Overall, this study contributes to the understanding of thermoelectric power generation in the context of cold chain logistics transport vehicles and provides a foundation for further research aimed at improving the efficiency and sustainability of energy systems in transportation applications.

The potential challenges or limitations and future work subsequent to this study include the following: Implementing thermoelectric power generation systems in cold chain logistics transport vehicles still faces several challenges and limitations. Firstly, the efficiency and stability of the thermoelectric power generation system require further investigation.

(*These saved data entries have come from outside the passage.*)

use actix_web::web;
use log::{debug, error, info, warn};
use std::io;
use std::sync::Arc;
use std::time::Duration;
use tokio::sync::Mutex;

use crate::cache::{CacheRecord, Snapshot, SnapshotCache, StoreError};
use crate::error::SnapshotError;
use crate::estimator::{BlockTimeEstimator, EstimatorState, Outcome};
use crate::halving::HalvingSchedule;
use crate::hashrate::{self, HashUnit};
use crate::upstream::{FetchError, RawUpstreamSummary, UpstreamFetcher};

/// Where a served snapshot came from.
#[derive(Debug, Clone, Copy, PartialEq, Eq)]
pub enum Source {
    /// Published record still inside its TTL.
    Cache,
    /// Rebuilt from a fresh upstream fetch.
    Refreshed,
    /// Upstream failed; last known good record, original timestamp.
    Fallback,
}

impl Source {
    pub fn as_str(self) -> &'static str {
        match self {
            Source::Cache => "cache",
            Source::Refreshed => "refreshed",
            Source::Fallback => "fallback",
        }
    }
}

/// A snapshot plus the exact bytes to hand to clients.
#[derive(Debug, Clone)]
pub struct Served {
    pub snapshot: Snapshot,
    pub body: Vec<u8>,
    pub source: Source,
}

impl Served {
    fn from_record(record: CacheRecord, source: Source) -> Result<Self, SnapshotError> {
        let body = record.snapshot_bytes()?;
        Ok(Self {
            snapshot: record.snapshot,
            body,
            source,
        })
    }
}

/// Builds and serves the network snapshot around a single cache record.
pub struct SnapshotService {
    cache: Arc<SnapshotCache>,
    fetcher: Box<dyn UpstreamFetcher>,
    schedule: HalvingSchedule,
    estimator: BlockTimeEstimator,
    hashrate_base: HashUnit,
    fetch_timeout: Duration,
    refresh: Mutex<()>,
}

impl SnapshotService {
    pub fn new(
        cache: SnapshotCache,
        fetcher: impl UpstreamFetcher + 'static,
        schedule: HalvingSchedule,
        estimator: BlockTimeEstimator,
        hashrate_base: HashUnit,
        fetch_timeout: Duration,
    ) -> Self {
        Self {
            cache: Arc::new(cache),
            fetcher: Box::new(fetcher),
            schedule,
            estimator,
            hashrate_base,
            fetch_timeout,
            refresh: Mutex::new(()),
        }
    }

    /// Last published record, if any, regardless of age.
    pub fn cached(&self) -> Option<CacheRecord> {
        match self.cache.read() {
            Ok(record) => record,
            Err(e) => {
                warn!("cached snapshot unreadable, treating as absent: {e}");
                None
            }
        }
    }

    /// Serve the snapshot as of `now_ms`, refreshing from upstream when stale.
    ///
    /// Concurrent callers that all see a stale record queue on the refresh
    /// guard; whoever gets it second finds the fresh record and skips the fetch.
    pub async fn get_snapshot(&self, now_ms: i64) -> Result<Served, SnapshotError> {
        if let Some(record) = self.cached().filter(|r| self.cache.is_fresh(now_ms, r)) {
            return Served::from_record(record, Source::Cache);
        }

        let _guard = self.refresh.lock().await;

        let cached = self.cached();
        if let Some(record) = cached.as_ref().filter(|r| self.cache.is_fresh(now_ms, r)) {
            debug!("snapshot refreshed by a concurrent request");
            return Served::from_record(record.clone(), Source::Cache);
        }

        let raw = match self.fetch().await {
            Ok(raw) => raw,
            Err(e) => {
                return match cached {
                    Some(record) => {
                        warn!(
                            "upstream fetch failed, serving snapshot from {}: {e}",
                            record.as_of_ms()
                        );
                        Served::from_record(record, Source::Fallback)
                    }
                    None => {
                        error!("upstream fetch failed and no snapshot is cached: {e}");
                        Err(SnapshotError::UpstreamUnavailable(e))
                    }
                };
            }
        };

        let fresh = self.assemble(raw, cached.as_ref(), now_ms);
        match self.persist(fresh.clone()).await {
            Ok(committed) => {
                info!(
                    "snapshot refreshed: block {} reward {} next halving {:?} ({:.2}s/block)",
                    committed.snapshot.block,
                    committed.snapshot.current_reward,
                    committed.snapshot.next_halving_block,
                    committed.snapshot.block_time_sec
                );
                Served::from_record(committed, Source::Refreshed)
            }
            Err(e) => {
                error!("failed to persist snapshot: {e}");
                match cached {
                    Some(previous) => Served::from_record(previous, Source::Fallback),
                    None => Served::from_record(fresh, Source::Refreshed),
                }
            }
        }
    }

    /// Commit on the blocking pool; the store writes and fsyncs.
    async fn persist(&self, record: CacheRecord) -> Result<CacheRecord, StoreError> {
        let cache = Arc::clone(&self.cache);
        web::block(move || cache.write(record))
            .await
            .map_err(|e| StoreError::Io(io::Error::other(e)))
            .and_then(|written| written)
    }

    /// One bounded upstream call. A response without a usable height is as
    /// good as no response.
    async fn fetch(&self) -> Result<RawUpstreamSummary, FetchError> {
        let raw = tokio::time::timeout(self.fetch_timeout, self.fetcher.fetch_summary())
            .await
            .map_err(|_| FetchError::Timeout(self.fetch_timeout))??;
        match raw.usable_height() {
            Some(_) => Ok(raw),
            None => Err(FetchError::MissingHeight),
        }
    }

    /// Turn one upstream summary into the next record.
    fn assemble(
        &self,
        raw: RawUpstreamSummary,
        previous: Option<&CacheRecord>,
        now_ms: i64,
    ) -> CacheRecord {
        let height = raw.usable_height().unwrap_or(0);

        let prev_state = previous
            .map(|r| r.estimator)
            .unwrap_or_else(|| EstimatorState::cold(self.estimator.params()));
        let (estimator, outcome) = self.estimator.observe(&prev_state, height, now_ms);
        match outcome {
            Outcome::Seeded => debug!("block-time estimator seeded at height {height}"),
            Outcome::Updated { observed_sec } => debug!(
                "block time {:.2}s -> {:.2}s (sample {observed_sec:.2}s)",
                prev_state.smoothed_sec_per_block, estimator.smoothed_sec_per_block
            ),
            Outcome::NoNewBlock => debug!("no new block since height {height}"),
            Outcome::Regressed { previous, observed } => warn!(
                "upstream height regressed ({previous} -> {observed}); keeping block time at {:.2}s",
                estimator.smoothed_sec_per_block
            ),
        }

        let halving = self
            .schedule
            .resolve(i64::try_from(height).unwrap_or(i64::MAX));
        let block_time_sec = estimator.smoothed_sec_per_block;
        let target_halving_ts = match halving.next_halving_block {
            Some(_) => {
                let eta_ms = halving.blocks_remaining as f64 * block_time_sec * 1000.0;
                now_ms.saturating_add(eta_ms.round() as i64)
            }
            None => now_ms,
        };

        let snapshot = Snapshot {
            server_time: now_ms,
            as_of_ms: now_ms,
            block: height,
            difficulty: raw.difficulty_value(),
            supply: raw.supply_value(),
            hashrate: hashrate::normalize(raw.hashrate.as_ref(), self.hashrate_base),
            block_time_sec,
            current_reward: halving.current_reward,
            next_reward: halving.next_reward,
            next_halving_block: halving.next_halving_block,
            next_halving_name: halving.next_halving_name,
            blocks_remaining: halving.blocks_remaining,
            progress_pct: halving.progress_pct,
            target_halving_ts,
        };

        CacheRecord {
            snapshot,
            estimator,
            upstream: Some(raw),
        }
    }
}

In actual transportation environments, external factors such as vibration and temperature variations may impact the system performance and reliability. Therefore, future research needs to focus on enhancing the stability of thermoelectric power generation systems and developing more reliable systems. Secondly, the integration and installation of thermoelectric power generation systems in cold chain logistics transport vehicles may also pose challenges. Due to space and structural constraints of the vehicles, the installation of the thermoelectric power generation system may be limited, necessitating the design of more compact and suitable systems for practical application scenarios. In future work, efforts will also be devoted to simulating the experimental system and validating the results based on experimental results. Identifying the optimal copper foam filling thickness and PPI to achieve a balance among system efficiency, exergy efficiency, entropy generation, and other pertinent factors related to the experimental system will be a key focus. Additionally, exploring techniques to enhance the heat transfer enhancement potential of the thermoelectric power generation system heat exchanger channel will be pursued. In future work, efforts will also be dedicated to conducting a comprehensive economic analysis and exploring methods to scale up the system for different types and sizes of cold chain logistics transportation vehicles. Additionally, field trials and case studies will be conducted to validate the system’s performance and feasibility in real-world transportation environments, contributing to its sustainability and commercial viability.